Il farmaco givosiran è un’innovativa terapia basata sulla tecnica di RNA interference (RNAi), approvata in Europa, nell'aprile 2020, per il trattamento della porfiria epatica acuta (AHP). Questa molecola è stata valutata nello studio ENVISION, un trial in doppio cieco, controllato con placebo, che ha coinvolto 94 pazienti con AHP (dei quali 89 con porfiria acuta intermittente) e almeno due attacchi nei sei mesi precedenti all'inizio dello studio. Givosiran ha ridotto significativamente sia il tasso medio annuo di attacchi (3,2 nel gruppo givosiran contro 12,5 nel gruppo placebo) che i livelli di ALA e PBG nelle urine dei pazienti, ed entrambi gli effetti sono diventati evidenti entro il primo mese di trattamento. Gli eventi avversi più comuni sono stati reazioni nel sito di iniezione, nausea, affaticamento, aumento dei livelli di alanina aminotransferasi e riduzione dell'eGFR (il tasso presunto di filtrazione glomerulare).

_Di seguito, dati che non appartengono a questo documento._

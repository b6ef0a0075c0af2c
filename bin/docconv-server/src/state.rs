//! Shared application state injected into every Axum handler.

use std::sync::Arc;
use std::time::Instant;

use docconv_core::api::Runtime;

use crate::config::Config;

/// State shared across all HTTP handlers.
#[derive(Clone, Debug)]
pub struct AppState {
    /// Server configuration (env-derived).
    pub config: Arc<Config>,
    /// Job runner, warm coordinator, upload store and limiter.
    pub runtime: Runtime,
    /// Process start, for the uptime reported by `/healthz`.
    pub started_at: Instant,
}

impl AppState {
    pub fn new(config: Config, runtime: Runtime) -> Self {
        Self {
            config: Arc::new(config),
            runtime,
            started_at: Instant::now(),
        }
    }
}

Il caso riportato – sottolineano i medici – presentava diverse complicanze neurologiche tra cui grave neuropatia assonale, psicosi, coma e vasospasmi cerebrali con ischemia cerebrale (questi ultimi già descritti in alcuni pazienti con porfiria acuta intermittente, anche se i meccanismi fisiopatologici rimangono ancora incerti). “Una componente demielinizzante della neuropatia ha portato nei primi giorni a una diagnosi errata, che può essere spiegata retrospettivamente dal diabete, un fattore che rende questo caso ancora più complesso. Fino a poco tempo fa, per i pazienti affetti da porfiria acuta intermittente venivano utilizzati come trattamenti a lungo termine solo l'evitamento dei fattori scatenanti, nei casi gravi trasfusioni regolari di emina o raramente il trapianto di fegato. La nostra paziente, prima di ricevere la diagnosi corretta, è stata trattata con plasmaferesi, che secondo rari casi clinici può migliorare i sintomi durante un attacco acuto riducendo i livelli di ALA e PBG, anche se mancano prove solide”, concludono gli esperti. “Si tratta della prima descrizione di un caso clinico in cui un paziente con numerose manifestazioni neurologiche di porfiria acuta intermittente ha ricevuto un trattamento a medio termine di successo con givosiran. Tuttavia, per i pazienti trattati con questo farmaco, mancano ancora degli studi di follow-up a lungo termine”.